Literature DB >> 19743794

Pattern of acute abdomen and variables associated with adverse outcome in a rural primary hospital setting.

Berhanu Nega1.   

Abstract

OBJECTIVE: To analyze the clinical presentation, causes, outcomes of surgical intervention (as measured by postoperative morbidity and mortality), and variables associated with adverse outcomes of patients with surgically important acute abdominal pain.
DESIGN: A cross sectional hospital based longitudinal case series analysis.
SETTING: Glen C Olsen Memorial Primary General Hospital. Butajira, Ethiopia. SUBJECT: All patients admitted and operated for acute abdominal pain over a period of two years. (Oct. 10, 2004 -Nov. 20, 2006) OUTCOME MEASURES: Being referred from other centers, duration of symptoms, types of symptoms and physical findings, relevant investigations, diagnosis and procedure done, hospital stay, mortality, morbidity, and variables associated with adverse out comes.
RESULTS: A total of 143 patients were operated and of them 55.2% were referred from other health care facilities.
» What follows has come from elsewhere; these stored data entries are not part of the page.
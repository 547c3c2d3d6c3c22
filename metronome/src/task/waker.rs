use crate::task::RootCore;

use std::mem;
use std::rc::Rc;
use std::task::{RawWaker, RawWakerVTable, Waker};

/// Vtable for wakers backed by an `Rc<RootCore>`.
///
/// The vtable defines how the scheduler's poll context interacts with
/// the task when the waker is cloned, woken, or dropped. Reference
/// counts are managed through `Rc::into_raw`/`Rc::from_raw` pairs.
static VTABLE: RawWakerVTable =
    RawWakerVTable::new(clone_raw, wake_raw, wake_by_ref_raw, drop_raw);

/// Creates a [`Waker`] that re-posts the task at the scheduler's
/// current tick when woken.
///
/// # Safety
///
/// The pointer stored in the `RawWaker` originates from
/// `Rc::into_raw` and is only ever turned back into an `Rc` with
/// matching reference-count adjustments. The runtime is single-threaded
/// by construction; wakers produced here must not be sent to another
/// thread.
pub(crate) fn task_waker(task: Rc<RootCore>) -> Waker {
    unsafe { Waker::from_raw(RawWaker::new(Rc::into_raw(task) as *const (), &VTABLE)) }
}

/// Clones the raw waker, incrementing the task's reference count.
fn clone_raw(ptr: *const ()) -> RawWaker {
    let rc = unsafe { Rc::<RootCore>::from_raw(ptr as *const RootCore) };
    let cloned = rc.clone();
    mem::forget(rc);

    RawWaker::new(Rc::into_raw(cloned) as *const (), &VTABLE)
}

/// Wakes the task, consuming the waker's reference.
fn wake_raw(ptr: *const ()) {
    let rc = unsafe { Rc::<RootCore>::from_raw(ptr as *const RootCore) };
    rc.wake();
}

/// Wakes the task without consuming the waker's reference.
fn wake_by_ref_raw(ptr: *const ()) {
    let rc = unsafe { Rc::<RootCore>::from_raw(ptr as *const RootCore) };
    rc.clone().wake();
    mem::forget(rc);
}

/// Drops the waker's reference to the task.
fn drop_raw(ptr: *const ()) {
    unsafe { drop(Rc::<RootCore>::from_raw(ptr as *const RootCore)) };
}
Male to female ratio was 2.5:1 and mean age of presentation was 26.6 +/- 16.6 years. Patients presented after an average of 88.4 +/- 87.9 hours of symptom onset. Intestinal obstruction 50 (34.9%), acute appendicitis 35 (24.5%), Intussusceptions 23 (16.1%) and bowel perforation 16 (11.2%) were the leading causes of admission. Clinical variables found to have statistical significant association (P < 0.05) with adverse outcomes were referred patients, those with abdominal distension, absolute constipation, deranged vital signs, abdominal mass, guarding, positive vaginal/rectal examination and/or leukocytosis. The average hospital stay was 8.74 +/- 4.66 days and 28.7% of patients develop one or more of acute complications. Forty two (29.4%) patients presented with deranged vital signs from either septic or hypovolemic shock and of them 7 (4.9%) died with subsequent multiple organ failure.
CONCLUSION: Patients who presented early and immediate corrective measures were instituted had better outcome while those seen late developed unfavorable out-come with significantly higher complications. Therefore early detection and treatment of acute abdomen is essential.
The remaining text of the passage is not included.